Half a dozen truths should be recalled by every single Mainer—every American—whether they vote conservative, traditional Democrat, or just take things as they come, comfortably unaffiliated.
First, this Republic was formed to preserve as much liberty as possible for each citizen, consistent with that same exact right existing for every other citizen in the republic. That was the plan.
What does that really mean? It means we have a “social compact,” going back to the Mayflower Compact, embodied in our Declaration, codified in our Federal and State Constitutions.
It is not theory; it is fact. And the “compact” rests on one idea: Freedom of the individual is assured only by putting limits on government. Said differently, our Founders knew—from experience—that concentrated power, at the federal or state level, is the enemy. It comes at the expense of liberty.
Think about it. If the government asserts a right to regulate your speech or target you for your opinions, or if it starts to regulate worship, treat you differently for having faith, or tries to shrink your right to self-protection or to keeping and bearing arms, or say how safe you can be in your home, whether it can be invaded, whether you get a fair trial or not—this is all at the expense of individual liberty.
So, Point One: Government power and individual liberty are a “zero-sum game.” The more power government takes, the less individuals have. The less government takes, the more people retain.

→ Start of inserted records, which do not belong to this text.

use axum::{
    extract::{DefaultBodyLimit, Json, Multipart, Path, State},
    http::{header, HeaderValue, StatusCode},
    response::{IntoResponse, Response},
    routing::{get, post},
    Router,
};
use serde::{Deserialize, Serialize};
use serde_json::json;
use tracing::info;

use crate::{
    app_state::AppState,
    consolidation::ConsolidationView,
    error::{AppError, AppResult},
    export, pdf,
    models::{ChatMessage, ReportFeedback},
    workspace::{ActiveView, HistorySummary},
};

/// Tamaño máximo aceptado para un PDF subido.
const MAX_UPLOAD_BYTES: usize = 25 * 1024 * 1024;

// --- Payloads y Respuestas de la API ---

#[derive(Deserialize)]
pub struct ChatPayload {
    question: String,
}

#[derive(Serialize)]
pub struct ChatResponse {
    answer: ChatMessage,
    transcript: Vec<ChatMessage>,
}

#[derive(Clone, Copy, PartialEq, Debug)]
enum ExportFormat {
    Markdown,
    Pdf,
}

impl ExportFormat {
    fn parse(raw: &str) -> AppResult<Self> {
        match raw {
            "md" | "markdown" => Ok(Self::Markdown),
            "pdf" => Ok(Self::Pdf),
            other => Err(AppError::NotFound(format!(
                "Formato de exportación no soportado: {other}"
            ))),
        }
    }

    fn extension(&self) -> &'static str {
        match self {
            Self::Markdown => "md",
            Self::Pdf => "pdf",
        }
    }

    fn content_type(&self) -> &'static str {
        match self {
            Self::Markdown => "text/markdown; charset=utf-8",
            Self::Pdf => "application/pdf",
        }
    }
}

// --- Router ---

pub fn create_router(app_state: AppState) -> Router {
    Router::new()
        .route("/api/info", get(info_handler))
        .route("/api/history", get(history_handler))
        .route(
            "/api/reports",
            post(upload_handler).layer(DefaultBodyLimit::max(MAX_UPLOAD_BYTES)),
        )
        .route(
            "/api/reports/:id",
            get(view_report_handler).delete(delete_report_handler),
        )
        .route("/api/reports/:id/reanalyze", post(reanalyze_handler))
        .route("/api/reports/:id/feedback", post(feedback_handler))
        .route("/api/reports/:id/file", get(report_file_handler))
        .route("/api/reports/:id/export/:format", get(export_report_handler))
        .route("/api/active", get(active_handler))
        .route("/api/reset", post(reset_handler))
        .route("/api/consolidated", get(consolidated_handler))
        .route("/api/consolidated/refresh", post(refresh_consolidated_handler))
        .route(
            "/api/consolidated/chat",
            get(chat_transcript_handler).post(chat_handler),
        )
        .route(
            "/api/consolidated/export/:format",
            get(export_consolidated_handler),
        )
        .route("/api/shutdown", post(shutdown_handler))
        .with_state(app_state)
}

// --- Handlers ---

#[axum::debug_handler]
async fn info_handler(State(state): State<AppState>) -> Json<serde_json::Value> {
    Json(json!({
        "provider": format!("{:?}", state.config.llm_provider),
        "analysisModel": state.config.llm_analysis_model,
        "strategyModel": state.config.llm_strategy_model,
        "dataDir": state.config.data_dir,
    }))
}

#[axum::debug_handler]
async fn history_handler(State(state): State<AppState>) -> Json<Vec<HistorySummary>> {
    Json(state.workspace.history())
}

#[axum::debug_handler]
async fn upload_handler(
    State(state): State<AppState>,
    mut multipart: Multipart,
) -> AppResult<Json<ActiveView>> {
    while let Some(field) = multipart
        .next_field()
        .await
        .map_err(|e| AppError::InvalidUpload(format!("Subida inválida: {e}")))?
    {
        if field.name() != Some("file") {
            continue;
        }
        let file_name = field
            .file_name()
            .map(str::to_string)
            .ok_or_else(|| AppError::InvalidUpload("El fichero no tiene nombre.".to_string()))?;
        let content_type = field.content_type().map(str::to_string);
        let bytes = field
            .bytes()
            .await
            .map_err(|e| AppError::InvalidUpload(format!("No se pudo leer el fichero: {e}")))?;

        info!("Subida recibida: {file_name} ({} bytes)", bytes.len());
        let item = state
            .workspace
            .analyze_upload(&file_name, content_type.as_deref(), &bytes)
            .await?;
        state.workspace.spawn_consolidation();
        return Ok(Json(ActiveView::from(&item)));
    }
    Err(AppError::InvalidUpload(
        "No se recibió ningún fichero en el campo 'file'.".to_string(),
    ))
}

#[axum::debug_handler]
async fn view_report_handler(
    State(state): State<AppState>,
    Path(id): Path<String>,
) -> AppResult<Json<ActiveView>> {
    Ok(Json(state.workspace.view(&id)?))
}

#[axum::debug_handler]
async fn delete_report_handler(
    State(state): State<AppState>,
    Path(id): Path<String>,
) -> AppResult<StatusCode> {
    state.workspace.delete(&id)?;
    state.workspace.spawn_consolidation();
    Ok(StatusCode::NO_CONTENT)
}

#[axum::debug_handler]
async fn reanalyze_handler(
    State(state): State<AppState>,
    Path(id): Path<String>,
) -> AppResult<Json<ActiveView>> {
    let item = state.workspace.reanalyze(&id).await?;
    state.workspace.spawn_consolidation();
    Ok(Json(ActiveView::from(&item)))
}

#[axum::debug_handler]
async fn feedback_handler(
    State(state): State<AppState>,
    Path(id): Path<String>,
) -> AppResult<Json<ReportFeedback>> {
    let feedback = state.workspace.request_feedback(&id).await?;
    state.workspace.spawn_consolidation();
    Ok(Json(feedback))
}

#[axum::debug_handler]
async fn report_file_handler(
    State(state): State<AppState>,
    Path(id): Path<String>,
) -> AppResult<Response> {
    let item = state.workspace.item(&id)?;
    let bytes = item
        .file_bytes()
        .map_err(|e| AppError::Export(format!("fichero guardado dañado: {e}")))?;
    Ok(file_response(bytes, "application/pdf", &item.file_name, false))
}

#[axum::debug_handler]
async fn export_report_handler(
    State(state): State<AppState>,
    Path((id, format)): Path<(String, String)>,
) -> AppResult<Response> {
    let format = ExportFormat::parse(&format)?;
    let item = state.workspace.item(&id)?;
    let feedback = item.report_feedback.as_ref();
    let bytes = match format {
        ExportFormat::Markdown => {
            export::analysis_markdown(&item.analysis_result, &item.file_name, feedback).into_bytes()
        }
        ExportFormat::Pdf => pdf::analysis_pdf(&item.analysis_result, &item.file_name, feedback)
            .map_err(|e| AppError::Export(e.to_string()))?,
    };
    let name = export::analysis_download_name(&item.file_name, format.extension());
    Ok(file_response(bytes, format.content_type(), &name, true))
}

#[axum::debug_handler]
async fn active_handler(State(state): State<AppState>) -> Json<Option<ActiveView>> {
    Json(state.workspace.active())
}

#[axum::debug_handler]
async fn reset_handler(State(state): State<AppState>) -> StatusCode {
    state.workspace.reset();
    StatusCode::NO_CONTENT
}

#[axum::debug_handler]
async fn consolidated_handler(State(state): State<AppState>) -> Json<ConsolidationView> {
    Json(state.workspace.consolidation())
}

/// Reintento explícito tras un fallo de consolidación.
#[axum::debug_handler]
async fn refresh_consolidated_handler(State(state): State<AppState>) -> Json<ConsolidationView> {
    state.workspace.spawn_consolidation();
    Json(state.workspace.consolidation())
}

#[axum::debug_handler]
async fn chat_transcript_handler(State(state): State<AppState>) -> Json<Vec<ChatMessage>> {
    Json(state.workspace.chat_transcript())
}

#[axum::debug_handler]
async fn chat_handler(
    State(state): State<AppState>,
    Json(payload): Json<ChatPayload>,
) -> AppResult<Json<ChatResponse>> {
    let answer = state.workspace.ask(&payload.question).await?;
    Ok(Json(ChatResponse {
        answer,
        transcript: state.workspace.chat_transcript(),
    }))
}

#[axum::debug_handler]
async fn export_consolidated_handler(
    State(state): State<AppState>,
    Path(format): Path<String>,
) -> AppResult<Response> {
    let format = ExportFormat::parse(&format)?;
    let analysis = state.workspace.consolidation().analysis.ok_or_else(|| {
        AppError::NotFound("Todavía no hay un análisis consolidado disponible.".to_string())
    })?;
    let bytes = match format {
        ExportFormat::Markdown => export::consolidated_markdown(&analysis).into_bytes(),
        ExportFormat::Pdf => {
            pdf::consolidated_pdf(&analysis).map_err(|e| AppError::Export(e.to_string()))?
        }
    };
    let name = export::consolidated_download_name(export::today(), format.extension());
    Ok(file_response(bytes, format.content_type(), &name, true))
}

// --- Handler de Apagado y Utilidades ---

#[axum::debug_handler]
async fn shutdown_handler(State(state): State<AppState>) -> impl IntoResponse {
    info!("Petición de apagado recibida.");
    let sender = state
        .shutdown_sender
        .lock()
        .unwrap_or_else(std::sync::PoisonError::into_inner)
        .take();
    if let Some(sender) = sender {
        let _ = sender.send(());
    }
    StatusCode::OK
}

fn file_response(bytes: Vec<u8>, content_type: &'static str, file_name: &str, download: bool) -> Response {
    let disposition = content_disposition(file_name, download);
    let disposition = HeaderValue::from_str(&disposition)
        .unwrap_or_else(|_| HeaderValue::from_static("attachment"));
    (
        [
            (header::CONTENT_TYPE, HeaderValue::from_static(content_type)),
            (header::CONTENT_DISPOSITION, disposition),
        ],
        bytes,
    )
        .into_response()
}

/// `filename` en ASCII para clientes antiguos y `filename*` (RFC 5987) con
/// el nombre real.
fn content_disposition(file_name: &str, download: bool) -> String {
    let kind = if download { "attachment" } else { "inline" };
    let ascii: String = file_name
        .chars()
        .map(|c| {
            if (c.is_ascii_graphic() || c == ' ') && c != '"' && c != '\\' {
                c
            } else {
                '_'
            }
        })
        .collect();
    let mut encoded = String::new();
    for byte in file_name.bytes() {
        if byte.is_ascii_alphanumeric() || b"-._~".contains(&byte) {
            encoded.push(byte as char);
        } else {
            encoded.push_str(&format!("%{byte:02X}"));
        }
    }
    format!("{kind}; filename=\"{ascii}\"; filename*=UTF-8''{encoded}")
}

That is why the Founders gave us the 10th Amendment, short and sweet: “The powers not delegated to the United States by the Constitution, nor prohibited by it to the States, are reserved to the States respectively, or to the People.”

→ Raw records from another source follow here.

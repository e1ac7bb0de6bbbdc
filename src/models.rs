//! Modelos de dominio: resultados del análisis, feedback, historial y chat.
//!
//! Los nombres de campo se serializan en camelCase porque ése es el formato
//! persistido en el slot de historial.

use base64::{engine::general_purpose::STANDARD as BASE64, Engine as _};
use schemars::JsonSchema;
use serde::{Deserialize, Serialize};

const PDF_DATA_URL_PREFIX: &str = "data:application/pdf;base64,";

/// Departamento al que va dirigido un reporte.
#[derive(Debug, Clone, Copy, PartialEq, Eq, Hash, Serialize, Deserialize, JsonSchema)]
pub enum ReportRole {
    Marketing,
    #[serde(rename = "Administración")]
    Administracion,
    #[serde(rename = "Soporte y Herramientas")]
    SoporteYHerramientas,
    #[serde(rename = "Análisis")]
    Analisis,
    General,
}

/// Departamentos necesarios para el análisis consolidado, en el orden en que
/// se envían al modelo.
pub const REQUIRED_ROLES: [ReportRole; 4] = [
    ReportRole::Marketing,
    ReportRole::Administracion,
    ReportRole::SoporteYHerramientas,
    ReportRole::Analisis,
];

impl ReportRole {
    pub fn as_str(&self) -> &'static str {
        match self {
            ReportRole::Marketing => "Marketing",
            ReportRole::Administracion => "Administración",
            ReportRole::SoporteYHerramientas => "Soporte y Herramientas",
            ReportRole::Analisis => "Análisis",
            ReportRole::General => "General",
        }
    }
}

impl std::fmt::Display for ReportRole {
    fn fmt(&self, f: &mut std::fmt::Formatter<'_>) -> std::fmt::Result {
        f.write_str(self.as_str())
    }
}

#[derive(Debug, Clone, PartialEq, Serialize, Deserialize, JsonSchema)]
#[serde(rename_all = "camelCase")]
pub struct Metric {
    /// El nombre de la métrica (por ejemplo, "Tasa de Conversión", "Estabilidad del Desempeño").
    pub metric: String,
    /// El valor de la métrica (por ejemplo, "15.2%", "Sólida", "8.5/10").
    pub value: String,
    /// Breve contexto o cambio si está disponible (por ejemplo, "+5% MoM", "vs. Q2").
    #[serde(default, skip_serializing_if = "Option::is_none")]
    pub context: Option<String>,
}

/// Análisis estructurado de un reporte. Inmutable una vez producido.
#[derive(Debug, Clone, PartialEq, Serialize, Deserialize, JsonSchema)]
#[serde(rename_all = "camelCase")]
pub struct AnalysisResult {
    /// Clasificación del reporte: Marketing, Administración, Soporte y Herramientas, Análisis o General.
    pub detected_role: ReportRole,
    /// Resumen ejecutivo conciso y profesional del informe.
    pub summary: String,
    /// Métricas clave más relevantes extraídas del informe.
    pub key_metrics: Vec<Metric>,
    /// De 3 a 5 recomendaciones específicas y accionables.
    pub recommendations: Vec<String>,
    /// De 2 a 4 logros o puntos positivos a destacar.
    pub achievements: Vec<String>,
}

#[derive(Debug, Clone, PartialEq, Serialize, Deserialize, JsonSchema)]
#[serde(rename_all = "camelCase")]
pub struct AreaForImprovement {
    /// El aspecto a mejorar (ej. "Visualización de Datos").
    pub point: String,
    /// Por qué es un área de mejora y cómo abordarla.
    pub explanation: String,
}

#[derive(Debug, Clone, PartialEq, Serialize, Deserialize, JsonSchema)]
#[serde(rename_all = "camelCase")]
pub struct QualityEvaluation {
    /// Puntuación de 1 a 10 sobre la calidad general del reporte.
    pub score: i64,
    /// Resumen conciso que justifica la puntuación.
    pub summary: String,
}

/// Evaluación de calidad de un reporte, adjuntada a posteriori.
#[derive(Debug, Clone, PartialEq, Serialize, Deserialize, JsonSchema)]
#[serde(rename_all = "camelCase")]
pub struct ReportFeedback {
    /// Análisis de estructura, claridad, presentación de datos y profesionalismo.
    pub detailed_analysis: String,
    /// De 2 a 4 áreas específicas de mejora.
    pub areas_for_improvement: Vec<AreaForImprovement>,
    pub quality_evaluation: QualityEvaluation,
    /// De 2 a 3 sugerencias concretas para futuras versiones del reporte.
    pub optimization_suggestions: Vec<String>,
}

/// Síntesis estratégica entre departamentos.
#[derive(Debug, Clone, PartialEq, Serialize, Deserialize, JsonSchema)]
#[serde(rename_all = "camelCase")]
pub struct ConsolidatedAnalysis {
    /// Resumen ejecutivo de alto nivel con la visión global del negocio.
    pub strategic_summary: String,
    /// De 2 a 4 insights que surgen de combinar información entre departamentos.
    pub cross_department_insights: Vec<String>,
    /// De 3 a 5 recomendaciones estratégicas para el negocio.
    pub business_recommendations: Vec<String>,
}

/// Entrada del historial persistido.
#[derive(Debug, Clone, PartialEq, Serialize, Deserialize)]
#[serde(rename_all = "camelCase")]
pub struct HistoryItem {
    pub id: String,
    pub file_name: String,
    /// Data URL `data:application/pdf;base64,...` con el fichero original.
    pub file_content: String,
    pub extracted_text: String,
    pub analysis_result: AnalysisResult,
    #[serde(default)]
    pub report_feedback: Option<ReportFeedback>,
    /// Milisegundos desde epoch.
    pub timestamp: i64,
}

impl HistoryItem {
    pub fn new(
        file_name: &str,
        bytes: &[u8],
        extracted_text: String,
        analysis_result: AnalysisResult,
        timestamp: i64,
    ) -> Self {
        Self {
            id: format!("{timestamp}-{file_name}"),
            file_name: file_name.to_string(),
            file_content: encode_pdf_data_url(bytes),
            extracted_text,
            analysis_result,
            report_feedback: None,
            timestamp,
        }
    }

    pub fn file_bytes(&self) -> Result<Vec<u8>, String> {
        decode_pdf_data_url(&self.file_content)
    }
}

/// Par (departamento, texto) que alimenta el análisis consolidado.
#[derive(Debug, Clone, PartialEq)]
pub struct DepartmentReport {
    pub role: ReportRole,
    pub text: String,
}

#[derive(Debug, Clone, Copy, PartialEq, Eq, Serialize, Deserialize)]
#[serde(rename_all = "lowercase")]
pub enum ChatRole {
    User,
    Model,
}

/// Estado de un mensaje dentro del turno en que se creó.
#[derive(Debug, Clone, Copy, PartialEq, Eq, Default, Serialize, Deserialize)]
#[serde(rename_all = "lowercase")]
pub enum TurnStatus {
    Pending,
    #[default]
    Confirmed,
    Failed,
}

#[derive(Debug, Clone, PartialEq, Serialize, Deserialize)]
pub struct ChatMessage {
    pub role: ChatRole,
    pub text: String,
    #[serde(default)]
    pub status: TurnStatus,
}

pub fn encode_pdf_data_url(bytes: &[u8]) -> String {
    format!("{PDF_DATA_URL_PREFIX}{}", BASE64.encode(bytes))
}

/// Acepta cualquier data URL base64 (el MIME declarado no se comprueba).
pub fn decode_pdf_data_url(data_url: &str) -> Result<Vec<u8>, String> {
    let payload = match data_url.split_once(',') {
        Some((header, payload)) if header.starts_with("data:") && header.ends_with(";base64") => {
            payload
        }
        Some(_) => return Err("Cabecera de data URL no reconocida".to_string()),
        None => data_url,
    };
    BASE64
        .decode(payload.trim())
        .map_err(|e| format!("Contenido base64 inválido: {e}"))
}

// --- Validación de las respuestas del modelo ---

fn require_text(field: &str, value: &str) -> Result<(), String> {
    if value.trim().is_empty() {
        Err(format!("el campo '{field}' está vacío"))
    } else {
        Ok(())
    }
}

impl AnalysisResult {
    pub fn validate(&self) -> Result<(), String> {
        require_text("summary", &self.summary)?;
        for (i, m) in self.key_metrics.iter().enumerate() {
            require_text(&format!("keyMetrics[{i}].metric"), &m.metric)?;
            require_text(&format!("keyMetrics[{i}].value"), &m.value)?;
        }
        Ok(())
    }
}

impl ReportFeedback {
    pub fn validate(&self) -> Result<(), String> {
        require_text("detailedAnalysis", &self.detailed_analysis)?;
        require_text("qualityEvaluation.summary", &self.quality_evaluation.summary)?;
        if !(1..=10).contains(&self.quality_evaluation.score) {
            return Err(format!(
                "qualityEvaluation.score fuera de rango (1-10): {}",
                self.quality_evaluation.score
            ));
        }
        for (i, area) in self.areas_for_improvement.iter().enumerate() {
            require_text(&format!("areasForImprovement[{i}].point"), &area.point)?;
        }
        Ok(())
    }
}

impl ConsolidatedAnalysis {
    pub fn validate(&self) -> Result<(), String> {
        require_text("strategicSummary", &self.strategic_summary)
    }
}

#[cfg(test)]
pub(crate) mod fixtures {
    use super::*;

    pub fn sample_analysis(role: ReportRole) -> AnalysisResult {
        AnalysisResult {
            detected_role: role,
            summary: format!("Resumen {role}"),
            key_metrics: vec![Metric {
                metric: "Leads".into(),
                value: "120".into(),
                context: Some("+5% MoM".into()),
            }],
            recommendations: vec!["Invertir en SEO".into()],
            achievements: vec!["Récord de ventas".into()],
        }
    }

    pub fn history_item(file_name: &str, role: ReportRole, timestamp: i64) -> HistoryItem {
        HistoryItem::new(
            file_name,
            b"%PDF-1.4 fixture",
            format!("Texto de {file_name}"),
            sample_analysis(role),
            timestamp,
        )
    }

    pub fn sample_feedback(score: i64) -> ReportFeedback {
        ReportFeedback {
            detailed_analysis: "Estructura clara".into(),
            areas_for_improvement: vec![AreaForImprovement {
                point: "Visualización de Datos".into(),
                explanation: "Faltan gráficos".into(),
            }],
            quality_evaluation: QualityEvaluation {
                score,
                summary: "Buen reporte".into(),
            },
            optimization_suggestions: vec!["Añadir comparativa trimestral".into()],
        }
    }

    pub fn sample_consolidated() -> ConsolidatedAnalysis {
        ConsolidatedAnalysis {
            strategic_summary: "El negocio crece".into(),
            cross_department_insights: vec!["Marketing presiona a Soporte".into()],
            business_recommendations: vec!["Reforzar Soporte".into()],
        }
    }
}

Point Two: Practically speaking, when government takes more money in taxes, gets in the way of the private sector, spends more and creates debt, issues mandates, regulates, puts limits on what people and businesses can do with their property, says what they have to do — all of that amounts to the theft of freedom.
Point Three: Government does not make anything. It can contract for things to be made. It can mandate things be done or not done, but it produces zero wealth, nothing. All the things around you now—look around—were MADE by businesses, by people who risked, worked, invested, created. Why does that matter? Because every dollar taken from the people in taxes, by regulations, by stopping people from creating and doing what the market wants, every job stopped, every barrier raised, hurts Maine, hurts people who must pay more, work harder, keep less of what they earn.
Point Four: Bad decisions—decisions that constantly grow government, concentrate power, take liberties away—are being made by tone-deaf, arrogant, power-hungry, self-absorbed, un-listening legislators and a Democrat governor, attorneys general, and secretaries of state, you hurt people.
What does that mean? It means if you double the budget in seven years, double taxes, in a place already struggling with the highest property, and near-highest total tax burden, it becomes unsustainable.
It means if you cut state police patrols, do not raise funding for patrols in almost 50 years, make local law enforcement unaffordable, and then punish police for arresting out-of-state drug traffickers with kilo loads of fentanyl, heroin, meth, and cocaine, you will see thousands of new overdoses, kids dying at 40 to 70 a month, drive-by shootings, and both kids and adults addicted to lethal narcotics.
It means if you concentrate power, turn schools into political training grounds instead of places of substantive education—as they once were in Maine—if you no longer demand real learning, serious effort at language, math, science, history, and “shop” or industrial arts, take those out of the equation, demoralize teachers, then education collapses.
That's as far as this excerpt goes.